On Wed, 22 Sep 2010 19:19:29 -0500, Rich wrote:

charles wrote in
:

On Tue, 21 Sep 2010 17:29:32 -0700 (PDT), Rich
wrote:

On Sep 21, 4:58*pm, James Nagler wrote:
On Tue, 21 Sep 2010 21:26:04 +0100, Bruce
wrote:
To those who believe the megapixel race has ended ...

... you're WRONG!

There have been some very exciting announcements of new photo
equipment in advance of Photokina, and there are probably one or
two surprises still to come. *There have been new point and shoot
digicams, new superzooms, new high quality compact digicams
(including three with optical viewfinders), several new SLRs and a
selection of mirrorless cameras from Sony, Samsung and Panasonic.

But one trend is very clear, and that is that the megapixel race is
far from over. * Notable announcements include the Leaf 80 MP
digital back for medium format cameras, Sigma's 46 MP SD-1 DSLR,
Nikon's 16 MP D7000 and the Pentax K-5, also with 16 MP. *The pace
of increase in MP may have slowed slightly, but there is no sign of
it levelling off.

There have also been some interesting studies where higher pixel
densities offset any effects from increased noise in the smaller
photosites.
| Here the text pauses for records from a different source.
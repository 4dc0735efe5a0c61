//! # Linkage
//!
//! Reconciles observed (email, phone) contact pairs into identity clusters.
//! Each cluster has exactly one primary contact, its oldest record; every
//! other record links directly to it as a secondary. Observations that bridge
//! two clusters merge them under the elder primary.

pub mod api;
pub mod config;
pub mod error;
pub mod metrics;
pub mod persistence;
pub mod resolution;
pub mod server;

pub use error::{Error, Result};

/// Version of the Linkage service
pub const VERSION: &str = env!("CARGO_PKG_VERSION");
//! Piecewise-linear color ramp over packed colors.

use raster::PackedColor;
use thiserror::Error;

/// Float tolerance for the exact-match short-circuit.
const VALUE_EPSILON: f32 = 1e-6;

#[derive(Debug, Error)]
pub enum RampError {
    #[error("Color ramp needs at least two control points, got {0}")]
    TooFewPoints(usize),

    #[error("Control point values must be strictly increasing at index {0}")]
    NotAscending(usize),
}

/// One vertex of the ramp: a normalized value and its packed color.
#[derive(Debug, Clone, Copy)]
pub struct ControlPoint {
    pub value: f32,
    pub color: PackedColor,
}

impl ControlPoint {
    pub const fn new(value: f32, color: PackedColor) -> Self {
        Self { value, color }
    }
}

/// Ordered control points mapping a normalized scalar to a color.
#[derive(Debug, Clone)]
pub struct ColorRamp {
    points: Vec<ControlPoint>,
}

impl ColorRamp {
    /// Build a ramp from at least two strictly ascending control points.
    pub fn new(points: Vec<ControlPoint>) -> Result<Self, RampError> {
        if points.len() < 2 {
            return Err(RampError::TooFewPoints(points.len()));
        }
        for i in 1..points.len() {
            if points[i].value <= points[i - 1].value {
                return Err(RampError::NotAscending(i));
            }
        }
        Ok(Self { points })
    }

    /// The frequency ramp used for the rendered statistics:
    /// white → green → yellow → red → magenta.
    ///
    /// Colors are packed blue-first: the 0x00FFFF stop reads "yellow"
    /// because blue occupies the high byte, not because it is RGB cyan.
    pub fn frequency() -> Self {
        Self {
            points: vec![
                ControlPoint::new(0.00, 0xFFFFFF), // White.
                ControlPoint::new(0.25, 0x00FF00), // Green.
                ControlPoint::new(0.50, 0x00FFFF), // Yellow.
                ControlPoint::new(0.75, 0x0000FF), // Red.
                ControlPoint::new(1.00, 0xFF00FF), // Magenta.
            ],
        }
    }

    /// Color of the first control point, used for "no signal" pixels.
    pub fn floor_color(&self) -> PackedColor {
        self.points[0].color
    }

    /// Map a normalized value to an interpolated color.
    ///
    /// Exact control-point hits return that point's color directly;
    /// values outside the control range clamp to the end colors.
    /// Interpolated channels truncate toward zero, they are not rounded.
    pub fn map(&self, value: f32) -> PackedColor {
        for point in &self.points {
            if (value - point.value).abs() <= VALUE_EPSILON {
                return point.color;
            }
        }
        if value < self.points[0].value {
            return self.points[0].color;
        }

        let mut low_value = self.points[0].value;
        let mut low_color = self.points[0].color;
        for point in &self.points {
            if value < point.value {
                let frac = (value - low_value) / (point.value - low_value);
                return interpolate(low_color, point.color, frac);
            }
            low_value = point.value;
            low_color = point.color;
        }
        self.points[self.points.len() - 1].color
    }
}

/// Channel-wise linear blend between two packed colors.
fn interpolate(low: PackedColor, high: PackedColor, frac: f32) -> PackedColor {
    lerp_channel(low, high, 16, frac) | lerp_channel(low, high, 8, frac) | lerp_channel(low, high, 0, frac)
}

/// Blend one 8-bit channel, truncating `delta * frac` toward zero.
fn lerp_channel(low: PackedColor, high: PackedColor, shift: u32, frac: f32) -> PackedColor {
    let lo = ((low >> shift) & 0xFF) as i32;
    let hi = ((high >> shift) & 0xFF) as i32;
    let mixed = ((hi - lo) as f32 * frac) as i32 + lo;
    ((mixed & 0xFF) as u32) << shift
}
//! Per-pixel category counters accumulated across a batch of images.

use raster::{unpack, PixelBuffer};
use tracing::trace;

use crate::classifier::{Category, Classifier};

/// Result of folding one image into the counters.
#[derive(Debug, Clone, Copy)]
pub struct FoldReport {
    /// Pixels of this image no classifier branch claimed.
    pub unparsed_pixels: u32,
    /// Pixel count of the run grid the image was folded into.
    pub run_pixels: usize,
}

impl FoldReport {
    /// Unparsed share of the run's pixel grid, in percent.
    pub fn unparsed_percent(&self) -> f32 {
        if self.run_pixels == 0 {
            return 0.0;
        }
        self.unparsed_pixels as f32 * 100.0 / self.run_pixels as f32
    }
}

/// Category counter arrays sized to the run's fixed dimensions.
///
/// One count per pixel per category, indexed in run space
/// (`y * run_width + x`) regardless of the folded buffer's own stride or
/// size: a larger image is cropped, a smaller one leaves the uncovered
/// counters untouched for that image. The derived `overall` array is
/// computed by [`finalize`](CategoryCounters::finalize) exactly once,
/// after the last fold.
#[derive(Debug, Clone)]
pub struct CategoryCounters {
    width: u32,
    height: u32,
    green: Vec<u32>,
    yellow: Vec<u32>,
    red: Vec<u32>,
    wind: Vec<u32>,
    unparsed: Vec<u32>,
    overall: Vec<u32>,
    analyzed: u32,
    finalized: bool,
}

impl CategoryCounters {
    pub fn new(width: u32, height: u32) -> Self {
        let size = width as usize * height as usize;
        Self {
            width,
            height,
            green: vec![0; size],
            yellow: vec![0; size],
            red: vec![0; size],
            wind: vec![0; size],
            unparsed: vec![0; size],
            overall: vec![0; size],
            analyzed: 0,
            finalized: false,
        }
    }

    pub fn width(&self) -> u32 {
        self.width
    }

    pub fn height(&self) -> u32 {
        self.height
    }

    pub fn pixel_count(&self) -> usize {
        self.width as usize * self.height as usize
    }

    /// Images folded so far.
    pub fn analyzed(&self) -> u32 {
        self.analyzed
    }

    /// Classify every pixel of `buffer` and bump the matching counters.
    pub fn fold(&mut self, buffer: &PixelBuffer, classifier: &Classifier) -> FoldReport {
        let w = buffer.width().min(self.width);
        let h = buffer.height().min(self.height);
        let mut unparsed_pixels = 0u32;

        for y in 0..h {
            for x in 0..w {
                let ofs = y as usize * self.width as usize + x as usize;
                let color = buffer.get(x, y);
                match classifier.classify(color) {
                    Category::Background => {}
                    Category::Wind => self.wind[ofs] += 1,
                    Category::Red => self.red[ofs] += 1,
                    Category::Yellow => self.yellow[ofs] += 1,
                    Category::Green => self.green[ofs] += 1,
                    Category::Unparsed => {
                        self.unparsed[ofs] += 1;
                        unparsed_pixels += 1;
                        let (b, g, r) = unpack(color);
                        trace!(
                            x,
                            y,
                            r,
                            g,
                            b,
                            rb = r as i32 - b as i32,
                            rg = r as i32 - g as i32,
                            gb = g as i32 - b as i32,
                            "Unparsed pixel"
                        );
                    }
                }
            }
        }

        self.analyzed += 1;
        FoldReport {
            unparsed_pixels,
            run_pixels: self.pixel_count(),
        }
    }

    /// Compute the derived overall array: `red*4 + yellow*2 + green`.
    ///
    /// Must run exactly once, after the last fold and before any render
    /// reads [`overall`](CategoryCounters::overall).
    pub fn finalize(&mut self) {
        debug_assert!(!self.finalized, "finalize must run exactly once");
        for i in 0..self.overall.len() {
            self.overall[i] = self.red[i] * 4 + self.yellow[i] * 2 + self.green[i];
        }
        self.finalized = true;
    }

    /// The weighted overall counters. Only valid after [`finalize`](Self::finalize).
    pub fn overall(&self) -> &[u32] {
        debug_assert!(self.finalized, "overall read before finalize");
        &self.overall
    }

    pub fn green(&self) -> &[u32] {
        &self.green
    }

    pub fn yellow(&self) -> &[u32] {
        &self.yellow
    }

    pub fn red(&self) -> &[u32] {
        &self.red
    }

    pub fn wind(&self) -> &[u32] {
        &self.wind
    }

    pub fn unparsed(&self) -> &[u32] {
        &self.unparsed
    }
}
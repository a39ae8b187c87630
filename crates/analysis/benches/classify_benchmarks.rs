use analysis::{Calibration, Classifier, ColorRamp};
use criterion::{black_box, criterion_group, criterion_main, Criterion};
use rand::{rngs::StdRng, Rng, SeedableRng};

fn bench_classify(c: &mut Criterion) {
    let mut rng = StdRng::seed_from_u64(42);
    let colors: Vec<u32> = (0..65_536).map(|_| rng.gen::<u32>() & 0xFFFFFF).collect();

    let mut group = c.benchmark_group("classify");
    for (name, calibration) in [
        ("unmasked_64k", Calibration::Unmasked),
        ("masked_64k", Calibration::Masked),
    ] {
        let classifier = Classifier::new(calibration);
        group.bench_function(name, |b| {
            b.iter(|| {
                for &color in &colors {
                    black_box(classifier.classify(black_box(color)));
                }
            })
        });
    }
    group.finish();
}

fn bench_ramp_map(c: &mut Criterion) {
    let ramp = ColorRamp::frequency();
    c.bench_function("ramp_map_sweep_1k", |b| {
        b.iter(|| {
            for i in 0..1_000 {
                black_box(ramp.map(black_box(i as f32 / 1_000.0)));
            }
        })
    });
}

criterion_group!(benches, bench_classify, bench_ramp_map);
criterion_main!(benches);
Since the base level noise is averaged throughout many
smaller photosites the noise disappears and the content's details
become more visible.

There *is* a free-lunch that disobeys the laws of troll's-physics.

Smaller photosites does not automatically equate to lesser image
quality,

It depends on sensor characteristics and processing but yes, smaller
pixels on the whole means lower image quality. Physics rules.



Would the converse be true, that larger pixels mean better pictures.
One pixel per camera would seem to be the limit then, best possible
picture achievable.


Obviously (does this really have to be stated?) there is a crossover of
lines on a graph where pixel count and pixel size meet at an idealized
point, based on what produces the best combination of resolution and
image quality for a given subject.



Obviously. Where is the best spot?

An old company called Kodak, maybe some remember them, had a nomograph
for close-up photography, they called it "depth of detail"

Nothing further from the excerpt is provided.